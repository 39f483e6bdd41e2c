//! Deferred rendering.
//!
//! A deferred node is not rendered. A placeholder takes its place in the
//! document and a [`DeferredDescriptor`] tells the client where to fetch the
//! real value: the current request path with its `props_at` query parameter
//! pointing at the node.
use std::{fmt, sync::Arc};

use url::{Position, Url};

use crate::{Error, value::Value};

type DeriveKind = dyn Fn(&Value) -> Option<String> + Send + Sync;

/// The type a deferred node is tagged with.
#[derive(Clone)]
pub enum DeferKind {
    Literal(String),
    /// Computed from the collection item; `None` renders the node normally.
    Derived(Arc<DeriveKind>),
}

impl fmt::Debug for DeferKind {
    fn fmt(&self, f: &mut fmt::Formatter<'_>) -> fmt::Result {
        match self {
            Self::Literal(kind) => f.debug_tuple("Literal").field(kind).finish(),
            Self::Derived(_) => f.write_str("Derived(..)"),
        }
    }
}

/// The `defer` option of a node.
#[derive(Debug, Clone)]
pub struct Defer {
    pub(crate) kind: DeferKind,
    pub(crate) placeholder: Option<Value>,
    pub(crate) success_action: Option<String>,
    pub(crate) fail_action: Option<String>,
}

impl Defer {
    pub fn new(kind: impl Into<String>) -> Self {
        Self::with_kind(DeferKind::Literal(kind.into()))
    }

    /// Deferred and fetched by the client as soon as the page loads.
    #[must_use]
    pub fn auto() -> Self {
        Self::new("auto")
    }

    /// Deferred until the client asks for it.
    #[must_use]
    pub fn manual() -> Self {
        Self::new("manual")
    }

    /// Decides the type per collection item. Returning `None` renders the
    /// item normally.
    pub fn derive<F>(f: F) -> Self
    where
        F: Fn(&Value) -> Option<String> + Send + Sync + 'static,
    {
        Self::with_kind(DeferKind::Derived(Arc::new(f)))
    }

    fn with_kind(kind: DeferKind) -> Self {
        Self {
            kind,
            placeholder: None,
            success_action: None,
            fail_action: None,
        }
    }

    /// Value written in place of the node. Defaults to `{}`.
    #[must_use]
    pub fn placeholder(mut self, value: impl Into<Value>) -> Self {
        self.placeholder = Some(value.into());
        self
    }

    #[must_use]
    pub fn success_action(mut self, action: impl Into<String>) -> Self {
        self.success_action = Some(action.into());
        self
    }

    #[must_use]
    pub fn fail_action(mut self, action: impl Into<String>) -> Self {
        self.fail_action = Some(action.into());
        self
    }

    /// Fixes the type against `item`, or returns `None` when the node should
    /// render normally.
    pub(crate) fn resolve(self, item: &Value) -> Option<Self> {
        match &self.kind {
            DeferKind::Literal(_) => Some(self),
            DeferKind::Derived(f) => {
                let kind = f(item)?;
                Some(Self {
                    kind: DeferKind::Literal(kind),
                    ..self
                })
            }
        }
    }

    pub(crate) fn kind_name(&self) -> Option<&str> {
        match &self.kind {
            DeferKind::Literal(kind) => Some(kind),
            DeferKind::Derived(_) => None,
        }
    }
}

impl From<&str> for Defer {
    fn from(kind: &str) -> Self {
        Self::new(kind)
    }
}

/// A record of one deferred node.
#[cfg_attr(
    any(test, feature = "serde"),
    derive(serde::Serialize, serde::Deserialize)
)]
#[cfg_attr(any(test, feature = "serde"), serde(rename_all = "camelCase"))]
#[derive(Debug, Clone, PartialEq, Eq)]
pub struct DeferredDescriptor {
    /// The request path with `props_at` set to [`DeferredDescriptor::path`].
    pub url: String,
    pub path: String,
    #[cfg_attr(any(test, feature = "serde"), serde(rename = "type"))]
    pub kind: String,
    #[cfg_attr(
        any(test, feature = "serde"),
        serde(default, skip_serializing_if = "Option::is_none")
    )]
    pub success_action: Option<String>,
    #[cfg_attr(
        any(test, feature = "serde"),
        serde(default, skip_serializing_if = "Option::is_none")
    )]
    pub fail_action: Option<String>,
}

impl From<&DeferredDescriptor> for Value {
    fn from(d: &DeferredDescriptor) -> Self {
        let mut pairs = vec![
            ("url", Value::from(d.url.as_str())),
            ("path", Value::from(d.path.as_str())),
            ("type", Value::from(d.kind.as_str())),
        ];
        if let Some(action) = &d.success_action {
            pairs.push(("successAction", Value::from(action.as_str())));
        }
        if let Some(action) = &d.fail_action {
            pairs.push(("failAction", Value::from(action.as_str())));
        }
        Value::object(pairs)
    }
}

/// Rewrites `request_path` so its `props_at` query parameter is `path`.
/// Other parameters keep their order; any earlier `props_at` is dropped.
/// Absolute URLs keep their origin, relative ones stay relative.
pub(crate) fn props_at_url(request_path: &str, path: &str) -> Result<String, Error> {
    let (mut url, absolute) = match Url::parse(request_path) {
        Ok(url) => (url, true),
        Err(url::ParseError::RelativeUrlWithoutBase) => {
            (Url::parse("http://localhost")?.join(request_path)?, false)
        }
        Err(err) => return Err(err.into()),
    };
    let kept: Vec<(String, String)> = url
        .query_pairs()
        .filter(|(name, _)| name != "props_at")
        .map(|(name, value)| (name.into_owned(), value.into_owned()))
        .collect();
    url.query_pairs_mut()
        .clear()
        .extend_pairs(&kept)
        .append_pair("props_at", path);
    if absolute {
        return Ok(url.into());
    }
    Ok(url[Position::BeforePath..].to_owned())
}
==================================================
◆ **WORK TO COMPLETE**:
Nothing in the records above may be left out when you repeat them exactly.

◆ **TASK RESULT**:
repository 39f483e6bdd41e2c
//! Deferred rendering.
//!
//! A deferred node is not rendered. A placeholder takes its place in the
//! document and a [`DeferredDescriptor`] tells the client where to fetch the
//! real value: the current request path with its `props_at` query parameter
//! pointing at the node.
use std::{fmt, sync::Arc};

use url::{Position, Url};

use crate::{Error, value::Value};

type DeriveKind = dyn Fn(&Value) -> Option<String> + Send + Sync;

/// The type a deferred node is tagged with.
#[derive(Clone)]
pub enum DeferKind {
    Literal(String),
    /// Computed from the collection item; `None` renders the node normally.
    Derived(Arc<DeriveKind>),
}

impl fmt::Debug for DeferKind {
    fn fmt(&self, f: &mut fmt::Formatter<'_>) -> fmt::Result {
        match self {
            Self::Literal(kind) => f.debug_tuple("Literal").field(kind).finish(),
            Self::Derived(_) => f.write_str("Derived(..)"),
        }
    }
}

/// The `defer` option of a node.
#[derive(Debug, Clone)]
pub struct Defer {
    pub(crate) kind: DeferKind,
    pub(crate) placeholder: Option<Value>,
    pub(crate) success_action: Option<String>,
    pub(crate) fail_action: Option<String>,
}

impl Defer {
    pub fn new(kind: impl Into<String>) -> Self {
        Self::with_kind(DeferKind::Literal(kind.into()))
    }

    /// Deferred and fetched by the client as soon as the page loads.
    #[must_use]
    pub fn auto() -> Self {
        Self::new("auto")
    }

    /// Deferred until the client asks for it.
    #[must_use]
    pub fn manual() -> Self {
        Self::new("manual")
    }

    /// Decides the type per collection item. Returning `None` renders the
    /// item normally.
    pub fn derive<F>(f: F) -> Self
    where
        F: Fn(&Value) -> Option<String> + Send + Sync + 'static,
    {
        Self::with_kind(DeferKind::Derived(Arc::new(f)))
    }

    fn with_kind(kind: DeferKind) -> Self {
        Self {
            kind,
            placeholder: None,
            success_action: None,
            fail_action: None,
        }
    }

    /// Value written in place of the node. Defaults to `{}`.
    #[must_use]
    pub fn placeholder(mut self, value: impl Into<Value>) -> Self {
        self.placeholder = Some(value.into());
        self
    }

    #[must_use]
    pub fn success_action(mut self, action: impl Into<String>) -> Self {
        self.success_action = Some(action.into());
        self
    }

    #[must_use]
    pub fn fail_action(mut self, action: impl Into<String>) -> Self {
        self.fail_action = Some(action.into());
        self
    }

    /// Fixes the type against `item`, or returns `None` when the node should
    /// render normally.
    pub(crate) fn resolve(self, item: &Value) -> Option<Self> {
        match &self.kind {
            DeferKind::Literal(_) => Some(self),
            DeferKind::Derived(f) => {
                let kind = f(item)?;
                Some(Self {
                    kind: DeferKind::Literal(kind),
                    ..self
                })
            }
        }
    }

    pub(crate) fn kind_name(&self) -> Option<&str> {
        match &self.kind {
            DeferKind::Literal(kind) => Some(kind),
            DeferKind::Derived(_) => None,
        }
    }
}

impl From<&str> for Defer {
    fn from(kind: &str) -> Self {
        Self::new(kind)
    }
}

/// A record of one deferred node.
#[cfg_attr(
    any(test, feature = "serde"),
    derive(serde::Serialize, serde::Deserialize)
)]
#[cfg_attr(any(test, feature = "serde"), serde(rename_all = "camelCase"))]
#[derive(Debug, Clone, PartialEq, Eq)]
pub struct DeferredDescriptor {
    /// The request path with `props_at` set to [`DeferredDescriptor::path`].
    pub url: String,
    pub path: String,
    #[cfg_attr(any(test, feature = "serde"), serde(rename = "type"))]
    pub kind: String,
    #[cfg_attr(
        any(test, feature = "serde"),
        serde(default, skip_serializing_if = "Option::is_none")
    )]
    pub success_action: Option<String>,
    #[cfg_attr(
        any(test, feature = "serde"),
        serde(default, skip_serializing_if = "Option::is_none")
    )]
    pub fail_action: Option<String>,
}

impl From<&DeferredDescriptor> for Value {
    fn from(d: &DeferredDescriptor) -> Self {
        let mut pairs = vec![
            ("url", Value::from(d.url.as_str())),
            ("path", Value::from(d.path.as_str())),
            ("type", Value::from(d.kind.as_str())),
        ];
        if let Some(action) = &d.success_action {
            pairs.push(("successAction", Value::from(action.as_str())));
        }
        if let Some(action) = &d.fail_action {
            pairs.push(("failAction", Value::from(action.as_str())));
        }
        Value::object(pairs)
    }
}

/// Rewrites `request_path` so its `props_at` query parameter is `path`.
/// Other parameters keep their order; any earlier `props_at` is dropped.
/// Absolute URLs keep their origin, relative ones stay relative.
pub(crate) fn props_at_url(request_path: &str, path: &str) -> Result<String, Error> {
    let (mut url, absolute) = match Url::parse(request_path) {
        Ok(url) => (url, true),
        Err(url::ParseError::RelativeUrlWithoutBase) => {
            (Url::parse("http://localhost")?.join(request_path)?, false)
        }
        Err(err) => return Err(err.into()),
    };
    let kept: Vec<(String, String)> = url
        .query_pairs()
        .filter(|(name, _)| name != "props_at")
        .map(|(name, value)| (name.into_owned(), value.into_owned()))
        .collect();
    url.query_pairs_mut()
        .clear()
        .extend_pairs(&kept)
        .append_pair("props_at", path);
    if absolute {
        return Ok(url.into());
    }
    Ok(url[Position::BeforePath..].to_owned())
}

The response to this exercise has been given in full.